Entry 6Posted on 2006.09.23 at 21:54
I'm scrawling this down in some godforsaken hotel in Newfoundland, of all places. Somehow I cannot help but feel that if I put this down as ink on paper, it will make sense - God, I hope. At least it will be some kind of record, should things go as badly as I fear.
My mental life seems to be a journal all in itself these days. Not quite a 'Dear Diary' (heaven forbid) but - approximating it, shall we say?
I am beginning to view myself as an anomaly, a source of curiosity that must be scrutinised. Why else, really, would Giles want me in London so very definitely if not to take me apart under one form of microscope or another? God knows that, despite our recent rapprochement via the wonders of very long distance (and distanced) conversation, there is scarcely a mutual trust between us.
I must not forget that he has believed me, at one time or another, capable of atrocities. Whether my past behaviour has leant itself to such interpretation or not is scarcely the point - the fact remains that he has believed it to be true.
And I cannot allow myself to trust him. Despite his help, despite everything, I must bear in mind that this is the man who would have - and did - leave us to our fate without a qualm. To do otherwise would be foolish.

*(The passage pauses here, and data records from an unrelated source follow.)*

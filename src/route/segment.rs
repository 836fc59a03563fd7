// src/route/segment.rs
//! Splitting a recorded fix list into trip segments at return-to-station events

use crate::track::sample::PositionSample;

/// A contiguous slice of an assignment's fixes between two return events.
/// Derived data: never persisted, always rebuilt from the fixes and markers.
#[derive(Debug, Clone, PartialEq)]
pub struct Segment {
    pub fixes: Vec<PositionSample>,
    /// Cyclic palette slot for map drawing; presentation hint only.
    /// Numbered over emitted segments, so a marker interval containing no
    /// fixes does not consume a palette slot.
    pub color_index: usize,
}

/// Partition `fixes` into segments at the return markers.
///
/// Markers split time into `(-inf, t0], (t0, t1], ..., (tn, +inf)`; a fix
/// whose timestamp equals a marker's closes the earlier interval. With no
/// markers the whole fix list is one segment. Intervals without any fix
/// produce no segment. Concatenating the returned segments reproduces the
/// input order exactly.
pub fn split_segments(
    fixes: &[PositionSample],
    return_markers: &[PositionSample],
    palette_size: usize,
) -> Vec<Segment> {
    let palette_size = palette_size.max(1);
    let mut segments = Vec::new();
    let mut current: Vec<PositionSample> = Vec::new();
    let mut marker_idx = 0;

    for fix in fixes {
        // Advance past every marker interval this fix has left behind.
        // Strict "<" keeps a fix at exactly the marker timestamp in the
        // closing interval.
        while marker_idx < return_markers.len()
            && return_markers[marker_idx].timestamp_utc < fix.timestamp_utc
        {
            marker_idx += 1;
            if !current.is_empty() {
                segments.push(std::mem::take(&mut current));
            }
        }
        current.push(fix.clone());
    }
    if !current.is_empty() {
        segments.push(current);
    }

    segments
        .into_iter()
        .enumerate()
        .map(|(i, fixes)| Segment {
            fixes,
            color_index: i % palette_size,
        })
        .collect()
}

/// Index of the segment containing the fix at `fix_index` of the original
/// list, assuming the segments came from that list in order
pub fn segment_index_of(segments: &[Segment], fix_index: usize) -> Option<usize> {
    let mut offset = 0;
    for (i, segment) in segments.iter().enumerate() {
        offset += segment.fixes.len();
        if fix_index < offset {
            return Some(i);
        }
    }
    None
}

If I am a monster - if the abnormalities I have detected within myself are as bad as I fear - then I suspect Rupert will sincerely believe he has no choice but to list me among those things that humanity should be protected from. Like all of us, he is, to a certain extent, dictated to by his conscience. Too much has happened to him, in recent years, for me to believe that even a trace of sentimentality (should he even feel such a thing towards me) would be permissible under such circumstances.

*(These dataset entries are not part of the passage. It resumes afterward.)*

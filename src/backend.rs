// src/backend.rs
//! Backend API client: assignment and route records plus the third-party
//! fleet-GPS device endpoint

use crate::config::TrackerConfig;
use crate::error::{Result, TrackerError};
use crate::queue::{QueueRecord, RecordPayload};
use crate::track::sample::{Assignment, PositionSample};
use chrono::NaiveDate;
use serde::{Deserialize, Serialize};
use std::time::Duration;

/// Filter for fetching the assignment of one device on one day
#[derive(Debug, Clone)]
pub struct AssignmentFilter {
    pub device_id: String,
    pub date: NaiveDate,
}

/// Device record returned by the fleet-GPS provider
#[derive(Debug, Clone, Serialize, Deserialize)]
#[serde(rename_all = "camelCase")]
pub struct FleetDevice {
    pub id: String,
    #[serde(default)]
    pub name: String,
    pub status: String,
    pub latitude: f64,
    pub longitude: f64,
    #[serde(default)]
    pub speed_kmh: f64,
}

impl FleetDevice {
    pub fn is_online(&self) -> bool {
        self.status.eq_ignore_ascii_case("online")
    }
}

#[derive(Serialize)]
#[serde(rename_all = "camelCase")]
struct RouteBody<'a> {
    collection_points: &'a [PositionSample],
}

/// Backend operations the sync coordinator and tracker depend on. Tests
/// substitute a scripted implementation.
pub trait Backend: Send + Sync {
    fn fetch_assignment(
        &self,
        filter: &AssignmentFilter,
    ) -> impl std::future::Future<Output = Result<Assignment>> + Send;

    fn submit_route(
        &self,
        assignment_id: &str,
        collection_points: &[PositionSample],
    ) -> impl std::future::Future<Output = Result<()>> + Send;

    fn submit_form(
        &self,
        payload: &serde_json::Value,
    ) -> impl std::future::Future<Output = Result<()>> + Send;

    fn fetch_devices(&self) -> impl std::future::Future<Output = Result<Vec<FleetDevice>>> + Send;

    /// Submit one queue record according to its payload kind
    fn submit_record(
        &self,
        record: &QueueRecord,
    ) -> impl std::future::Future<Output = Result<()>> + Send {
        async move {
            match &record.payload {
                RecordPayload::Sample(sample) => {
                    self.submit_route(&sample.assignment_id, std::slice::from_ref(sample))
                        .await
                }
                RecordPayload::Form(payload) => self.submit_form(payload).await,
            }
        }
    }
}

/// REST client over reqwest with a fixed per-request timeout. A timed-out
/// request is a failure for this drain pass; retries happen on the next
/// sync trigger, never inside the client.
#[derive(Debug, Clone)]
pub struct HttpBackend {
    client: reqwest::Client,
    base_url: String,
    fleet_url: Option<String>,
    fleet_username: Option<String>,
    fleet_password: Option<String>,
}

impl HttpBackend {
    pub fn new(config: &TrackerConfig) -> Result<Self> {
        let client = reqwest::Client::builder()
            .timeout(Duration::from_secs(config.request_timeout_secs))
            .build()
            .map_err(|e| TrackerError::Connection(format!("Failed to build HTTP client: {}", e)))?;

        Ok(Self {
            client,
            base_url: config.backend_url.trim_end_matches('/').to_string(),
            fleet_url: config
                .fleet_api_url
                .as_ref()
                .map(|u| u.trim_end_matches('/').to_string()),
            fleet_username: config.fleet_api_username.clone(),
            fleet_password: config.fleet_api_password.clone(),
        })
    }
}

impl Backend for HttpBackend {
    async fn fetch_assignment(&self, filter: &AssignmentFilter) -> Result<Assignment> {
        let url = format!("{}/assignment", self.base_url);
        let date = filter.date.to_string();
        let response = self
            .client
            .get(&url)
            .query(&[
                ("device", filter.device_id.as_str()),
                ("date", date.as_str()),
            ])
            .send()
            .await?
            .error_for_status()?;

        Ok(response.json().await?)
    }

    async fn submit_route(
        &self,
        assignment_id: &str,
        collection_points: &[PositionSample],
    ) -> Result<()> {
        let url = format!("{}/route/{}", self.base_url, assignment_id);
        self.client
            .put(&url)
            .json(&RouteBody { collection_points })
            .send()
            .await?
            .error_for_status()?;
        Ok(())
    }

    async fn submit_form(&self, payload: &serde_json::Value) -> Result<()> {
        let url = format!("{}/submission", self.base_url);
        self.client
            .post(&url)
            .json(payload)
            .send()
            .await?
            .error_for_status()?;
        Ok(())
    }

    async fn fetch_devices(&self) -> Result<Vec<FleetDevice>> {
        let fleet_url = self.fleet_url.as_ref().ok_or_else(|| {
            TrackerError::Connection("No fleet-GPS endpoint configured".to_string())
        })?;

        let url = format!("{}/device", fleet_url);
        let mut request = self.client.get(&url);
        if let Some(username) = &self.fleet_username {
            request = request.basic_auth(username, self.fleet_password.as_deref());
        }

        let response = request.send().await?.error_for_status()?;
        Ok(response.json().await?)
    }
}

I do not intend to be disposed of as some inconvenience, nor do I believe I can be classed as some rabid and uncontrollable species that must be euthanised. I remain capable of reasoned thought, of emotion, of what must vaguely be termed humanity.
I make mental lists of what I can believe in, and yet I am continually proved wrong. Angel would have headed that list, once, yet, as so often in his case, this has proved to be based on sand. His priorities are neither me nor mine, and I must accept this.

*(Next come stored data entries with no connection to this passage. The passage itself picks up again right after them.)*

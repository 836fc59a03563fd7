// src/sync.rs
//! Connectivity-driven reconciliation of the durable queue with the backend

use crate::backend::Backend;
use crate::error::Result;
use crate::events::TrackerEvent;
use crate::queue::QueueHandle;
use log::{info, warn};
use tokio::sync::{broadcast, watch};

/// Result of a manual sync request
#[derive(Debug, Clone, Copy, PartialEq, Eq)]
pub enum SyncOutcome {
    /// No Pending records existed; nothing was attempted
    NothingToSync,
    Drained { sent: usize, remaining: usize },
}

/// Watches connectivity transitions and drains Pending queue records to the
/// backend in insertion order. A failed submission stops the drain so order
/// is preserved and a failing backend is not hammered; the next transition
/// or a manual sync retries from the first remaining Pending record.
///
/// The coordinator owns its connectivity subscription; dropping the
/// coordinator (or the watch sender) ends `run` cleanly, so no callback can
/// outlive it.
pub struct SyncCoordinator<B: Backend> {
    queue: QueueHandle,
    backend: B,
    connectivity: watch::Receiver<bool>,
    events: broadcast::Sender<TrackerEvent>,
    offline_notified: bool,
    failure_notified: bool,
}

impl<B: Backend> SyncCoordinator<B> {
    pub fn new(
        queue: QueueHandle,
        backend: B,
        connectivity: watch::Receiver<bool>,
        events: broadcast::Sender<TrackerEvent>,
    ) -> Self {
        Self {
            queue,
            backend,
            connectivity,
            events,
            offline_notified: false,
            failure_notified: false,
        }
    }

    pub fn is_online(&self) -> bool {
        *self.connectivity.borrow()
    }

    /// React to connectivity transitions until the watch sender is dropped
    pub async fn run(mut self) {
        let mut was_online = self.is_online();

        // Records left over from a previous run are drained right away when
        // the device comes up online
        if was_online {
            if let Err(e) = self.drain().await {
                warn!("Startup drain failed: {}", e);
            }
        }

        loop {
            if self.connectivity.changed().await.is_err() {
                info!("Connectivity watch closed, sync coordinator shutting down");
                break;
            }

            let online = self.is_online();
            if online == was_online {
                continue;
            }
            was_online = online;

            if online {
                self.offline_notified = false;
                self.failure_notified = false;
                let _ = self.events.send(TrackerEvent::BackOnline);
                if let Err(e) = self.drain().await {
                    warn!("Drain after reconnect failed: {}", e);
                }
            } else if !self.offline_notified {
                self.offline_notified = true;
                let _ = self.events.send(TrackerEvent::WentOffline);
            }
        }
    }

    /// Manual "sync now": the same drain, reporting a summary to the caller
    pub async fn sync_now(&mut self) -> Result<SyncOutcome> {
        let (pending, _) = self.queue.partition().await?;
        if pending.is_empty() {
            return Ok(SyncOutcome::NothingToSync);
        }

        let (sent, remaining) = self.drain().await?;
        Ok(SyncOutcome::Drained { sent, remaining })
    }

    /// Push Pending records in insertion order, stopping at the first
    /// failure or when connectivity drops mid-drain. Returns (sent,
    /// remaining).
    async fn drain(&mut self) -> Result<(usize, usize)> {
        let (pending, _) = self.queue.partition().await?;
        let total = pending.len();
        let mut sent = 0;

        for record in pending {
            if !self.is_online() {
                info!("Connectivity lost mid-drain, {} of {} sent", sent, total);
                break;
            }

            match self.backend.submit_record(&record).await {
                Ok(()) => {
                    self.queue.mark_sent(&record.id).await?;
                    sent += 1;
                }
                Err(e) => {
                    warn!("Submission of record {} failed: {}", record.id, e);
                    if !self.failure_notified {
                        self.failure_notified = true;
                        let _ = self.events.send(TrackerEvent::SyncFailed {
                            detail: e.to_string(),
                        });
                    }
                    break;
                }
            }
        }

        if sent == total {
            self.failure_notified = false;
        }
        Ok((sent, total - sent))
    }
}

I allow myself to believe in Xander's friendship, and hope that this, too, may not prove to be a chimaera.
In Illyria's strange, divided idea of loyalty and affection.
I allow myself to believe, foolish though I may be, in Spike. I have learnt that actions, for him, are worth a good deal more than words, and that words themselves count for much. That he is here should reassure me, and yet, and yet, I cannot be reassured, cannot allow myself to be, because so much may change...
What am I?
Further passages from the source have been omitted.